There is growing interest
in such multilingual applications worldwide. The
application that has received most attention has
been ‘cross-language information
retrieval’, i.e. software enabling users to search
foreign language databases in their
own languages. As yet most work has focussed on
the construction and operation of
appropriate translation dictionaries, for the matching
of query words against words or
phrases in document databases (Bian and Chen 1998,
Oard 1998) – although the
provision of software for fast translation of original
texts into the enquirer’s own
language is naturally also envisaged (McCarley and
Roukos 1998). Clearly it will not
be long before commercial software is available
for this application.
The future application
that is probably most desired by the general public
is
the translation of spoken language. But, from a
commercial (and even research)
perspective, the prospects for automatic speech
translation are still distant (Krauwer et
al. 1997). It was only in the 1980s that developments
in speech recognition and
synthesis made spoken language translation a feasible
objective. In Japan a joint
government and industry company ATR was established
in 1986 near Osaka, and it is
now one of the main centres for automatic speech
translation. The aim is to develop a
speaker-independent real-time telephone translation
system for Japanese to English
and vice versa, initially for hotel reservation
and conference registration transactions.
Other speech translation projects have been set
up subsequently. The JANUS system
is a research project at Carnegie-Mellon University
and at Karlsruhe in Germany. The
researchers are collaborating with ATR in a consortium
(C-STAR), each developing
speech recognition and synthesis modules for their
own languages (English, German,
Japanese). (One by-product of this research was
mentioned earlier: the rapiddeployment
project for custom-built systems in less-common
languages.) The fourth
major effort in speech translation is the long-term
VERBMOBIL project funded by
the German Ministry for Research and Technology
which began in May 1993. The
aim is a portable aid for business negotiations
as a supplement to users’ own
knowledge of the languages (German, Japanese, English).
Numerous German
university groups are involved in fundamental research
on dialogue linguistics, speech
recognition and MT design; a prototype is nearing
completion, and a demonstration
product is targeted for early in the next century.
Speech translation
is probably at present the most innovative area
of
computer-based translation research, and it is attracting
most funding and the most
publicity. However, few experienced observers expect
dramatic developments in this
area in the near future – the development of MT
for written language has taken many
years to reach the present stage of widespread practical
use in multinational
companies, a wide range of PC based products of
variable quality and application,
growing use on networks and for electronic mail.
Despite today’s high profile for
written-language MT, researchers know that there
is still much to be done to improve
quality.
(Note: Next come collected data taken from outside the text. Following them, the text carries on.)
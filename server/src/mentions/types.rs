//! Mention Types

use serde::{Deserialize, Serialize};
use thiserror::Error;

use crate::replies::DispatchError;

/// Inbound cast that mentions the bot.
#[derive(Debug, Clone, Deserialize)]
pub struct MentionEvent {
    pub text: String,
    pub author: MentionAuthor,
    pub hash: String,
    #[serde(default)]
    pub embeds: Vec<MentionEmbed>,
}

/// Author of a mention.
#[derive(Debug, Clone, Deserialize)]
pub struct MentionAuthor {
    pub fid: Option<u64>,
    pub username: Option<String>,
    pub custody_address: Option<String>,
    #[serde(default)]
    pub verified_addresses: VerifiedAddresses,
}

#[derive(Debug, Clone, Default, Deserialize)]
pub struct VerifiedAddresses {
    #[serde(default)]
    pub eth_addresses: Vec<String>,
}

/// Embed attached to a mention. Only URL embeds are used.
#[derive(Debug, Clone, Deserialize)]
pub struct MentionEmbed {
    pub url: Option<String>,
}

impl MentionEvent {
    /// First verified address, else the custody address.
    #[must_use]
    pub fn author_address(&self) -> Option<&str> {
        self.author
            .verified_addresses
            .eth_addresses
            .first()
            .or(self.author.custody_address.as_ref())
            .map(String::as_str)
    }

    /// URLs of all embeds that carry one.
    #[must_use]
    pub fn image_urls(&self) -> Vec<String> {
        self.embeds.iter().filter_map(|e| e.url.clone()).collect()
    }
}

/// Acknowledgement status.
#[derive(Debug, Clone, Copy, PartialEq, Eq, Serialize)]
#[serde(rename_all = "lowercase")]
pub enum AckStatus {
    Ok,
    Nok,
}

/// Body returned to the webhook caller.
#[derive(Debug, Clone, PartialEq, Eq, Serialize)]
pub struct AckResponse {
    pub status: AckStatus,
    #[serde(skip_serializing_if = "Option::is_none")]
    pub error: Option<String>,
}

impl AckResponse {
    #[must_use]
    pub const fn ok() -> Self {
        Self {
            status: AckStatus::Ok,
            error: None,
        }
    }

    #[must_use]
    pub const fn nok() -> Self {
        Self {
            status: AckStatus::Nok,
            error: None,
        }
    }

    #[must_use]
    pub fn nok_with(error: impl Into<String>) -> Self {
        Self {
            status: AckStatus::Nok,
            error: Some(error.into()),
        }
    }
}

/// Failures inside the background mention pipeline.
#[derive(Error, Debug)]
pub enum GatewayError {
    #[error("Failed to enqueue reply: {0}")]
    Dispatch(#[from] DispatchError),
    #[error("Mention pipeline panicked: {0}")]
    Panicked(String),
}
Spoken-language MT has not yet reached
even the stage of real-time testing
in non-laboratory settings.
Comparison
of human and machine translation
From this survey it
should be apparent that the application of computers
to the
task of translating natural languages has not been
and is unlikely to be a threat to the
livelihood of professional translators. Those skills
which the human translator can
contribute will continue always to be in demand.
There is no prospect, for example,
that machine translation could ever attempt the
translation of literary or legal texts. By
contrast, for the rough translation of electronic
texts on the Internet there is no rivalry
for machine translation – human translators cannot
compete in terms of speed, even if
they were prepared to undertake poor quality translation
of ephemeral material.
We may compare the
relative merits of human and machine translation
according to the categories of need and use outlined
at the beginning of this paper. As
far as the dissemination function (production of
publishable translations) is
concerned, human translation is more satisfactory
and less costly overall whenever it
is a question of translating one particular text
in a unique subject domain (whether
scientific, technical, medical, legal or literary).
Machine translation demands the
costly investment of dictionary maintenance and
updating and the costly involvement
of post-editing. This can be justifiable (i.e. cost-effective)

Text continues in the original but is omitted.